ACTION ITEM:
Please restate, exactly as written, the lines running from the beginning of the material through the line that has "let content = fs::read_to_string(path)?;" in it.

**** ENTRIES PROVIDED ****

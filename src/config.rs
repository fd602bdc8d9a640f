// src/config.rs

//! Application configuration structures.

use std::fs;
use std::path::{Path, PathBuf};

use serde::{Deserialize, Serialize};

use crate::error::{AppError, Result};

/// Root application configuration.
#[derive(Debug, Clone, Default, Serialize, Deserialize)]
#[serde(default)]
pub struct Config {
    /// Monitoring behavior settings
    pub monitor: MonitorConfig,

    /// HTTP client settings
    pub http: HttpConfig,
}

impl Config {
    /// Load configuration from a TOML file.
    pub fn load(path: impl AsRef<Path>) -> Result<Self> {
        let content = fs::read_to_string(path)?;
        Ok(toml::from_str(&content)?)
    }

    /// Load configuration or return default if loading fails.
    ///
    /// A missing file is expected on first run and not logged.
    pub fn load_or_default(path: impl AsRef<Path>) -> Self {
        let path = path.as_ref();
        if !path.exists() {
            return Self::default();
        }
        Self::load(path).unwrap_or_else(|e| {
            log::warn!("Config load failed from {path:?}: {e}. Using defaults.");
            Self::default()
        })
    }

    /// Validate configuration values for basic sanity.
    pub fn validate(&self) -> Result<()> {
        if self.monitor.base_url.trim().is_empty() {
            return Err(AppError::config("monitor.base_url is empty"));
        }
        url::Url::parse(&self.monitor.base_url)
            .map_err(|e| AppError::config(format!("monitor.base_url is invalid: {e}")))?;
        if self.monitor.interval_minutes == 0 {
            return Err(AppError::config("monitor.interval_minutes must be > 0"));
        }
        if self.monitor.retention_hours == 0 {
            return Err(AppError::config("monitor.retention_hours must be > 0"));
        }
        if self.monitor.initial_batch_limit == 0 {
            return Err(AppError::config("monitor.initial_batch_limit must be > 0"));
        }
        if self.http.user_agent.trim().is_empty() {
            return Err(AppError::config("http.user_agent is empty"));
        }
        if self.http.timeout_secs == 0 {
            return Err(AppError::config("http.timeout_secs must be > 0"));
        }
        if self.http.max_concurrent == 0 {
            return Err(AppError::config("http.max_concurrent must be > 0"));
        }
        Ok(())
    }

    /// Directory downloaded PDFs are written to.
    pub fn download_dir(&self) -> PathBuf {
        PathBuf::from(&self.monitor.download_dir)
    }

    /// Directory metadata records are written to.
    pub fn metadata_dir(&self) -> PathBuf {
        self.download_dir().join("metadata")
    }

    /// Retention window as a chrono duration.
    pub fn retention_window(&self) -> chrono::Duration {
        chrono::Duration::hours(self.monitor.retention_hours as i64)
    }
}

/// Monitoring behavior settings.
#[derive(Debug, Clone, Serialize, Deserialize)]
#[serde(default)]
pub struct MonitorConfig {
    /// URL of the results listing page
    pub base_url: String,

    /// Minutes between checks in monitor mode
    pub interval_minutes: u64,

    /// Maximum downloads on a first run with no cursor
    pub initial_batch_limit: usize,

    /// Hours a downloaded file is kept before the sweeper deletes it
    pub retention_hours: u64,

    /// Directory downloaded PDFs are written to
    pub download_dir: String,
}

impl Default for MonitorConfig {
    fn default() -> Self {
        Self {
            base_url: defaults::base_url(),
            interval_minutes: defaults::interval_minutes(),
            initial_batch_limit: defaults::initial_batch_limit(),
            retention_hours: defaults::retention_hours(),
            download_dir: defaults::download_dir(),
        }
    }
}

/// HTTP client settings.
#[derive(Debug, Clone, Serialize, Deserialize)]
#[serde(default)]
pub struct HttpConfig {
    /// User-Agent header for HTTP requests
    pub user_agent: String,

    /// Per-request timeout in seconds
    pub timeout_secs: u64,

    /// Connection timeout in seconds
    pub connect_timeout_secs: u64,

    /// Maximum concurrent downloads within a pass
    pub max_concurrent: usize,

    /// Retry attempts per network operation
    pub retry_attempts: u32,
}

impl Default for HttpConfig {
    fn default() -> Self {
        Self {
            user_agent: defaults::user_agent(),
            timeout_secs: defaults::timeout(),
            connect_timeout_secs: defaults::connect_timeout(),
            max_concurrent: defaults::max_concurrent(),
            retry_attempts: defaults::retry_attempts(),
        }
    }
}

mod defaults {
    // Monitor defaults
    pub fn base_url() -> String {
        "http://ggsipu.ac.in/ExamResults/ExamResultsmain.htm".into()
    }
    pub fn interval_minutes() -> u64 {
        5
    }
    pub fn initial_batch_limit() -> usize {
        20
    }
    pub fn retention_hours() -> u64 {
        24
    }
    pub fn download_dir() -> String {
        "results".into()
    }

    // HTTP defaults
    pub fn user_agent() -> String {
        "Mozilla/5.0 (compatible; ipu-watch/0.1)".into()
    }
    pub fn timeout() -> u64 {
        120
    }
    pub fn connect_timeout() -> u64 {
        15
    }
    pub fn max_concurrent() -> usize {
        4
    }
    pub fn retry_attempts() -> u32 {
        3
    }
}

#[cfg(test)]
mod tests {
    use super::*;

    #[test]
    fn validate_default_config_ok() {
        assert!(Config::default().validate().is_ok());
    }

    #[test]
    fn validate_rejects_empty_base_url() {
        let mut config = Config::default();
        config.monitor.base_url = "  ".to_string();
        assert!(config.validate().is_err());
    }

    #[test]
    fn validate_rejects_malformed_base_url() {
        let mut config = Config::default();
        config.monitor.base_url = "not a url".to_string();
        assert!(config.validate().is_err());
    }

    #[test]
    fn validate_rejects_zero_concurrency() {
        let mut config = Config::default();
        config.http.max_concurrent = 0;
        assert!(config.validate().is_err());
    }

    #[test]
    fn validate_rejects_zero_retention() {
        let mut config = Config::default();
        config.monitor.retention_hours = 0;
        assert!(config.validate().is_err());
    }

    #[test]
    fn partial_toml_fills_defaults() {
        let config: Config = toml::from_str(
            r#"
            [monitor]
            interval_minutes = 10
            "#,
        )
        .unwrap();
        assert_eq!(config.monitor.interval_minutes, 10);
        assert_eq!(config.monitor.retention_hours, 24);
        assert_eq!(config.http.max_concurrent, 4);
    }

    #[test]
    fn metadata_dir_is_under_download_dir() {
        let config = Config::default();
        assert_eq!(config.metadata_dir(), config.download_dir().join("metadata"));
    }
}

****

COMPLETED TASK:
filename src/config.rs
repository fd602bdc8d9a640f
// src/config.rs

//! Application configuration structures.

use std::fs;
use std::path::{Path, PathBuf};

use serde::{Deserialize, Serialize};

use crate::error::{AppError, Result};

/// Root application configuration.
#[derive(Debug, Clone, Default, Serialize, Deserialize)]
#[serde(default)]
pub struct Config {
    /// Monitoring behavior settings
    pub monitor: MonitorConfig,

    /// HTTP client settings
    pub http: HttpConfig,
}

impl Config {
    /// Load configuration from a TOML file.
    pub fn load(path: impl AsRef<Path>) -> Result<Self> {
        let content = fs::read_to_string(path)?;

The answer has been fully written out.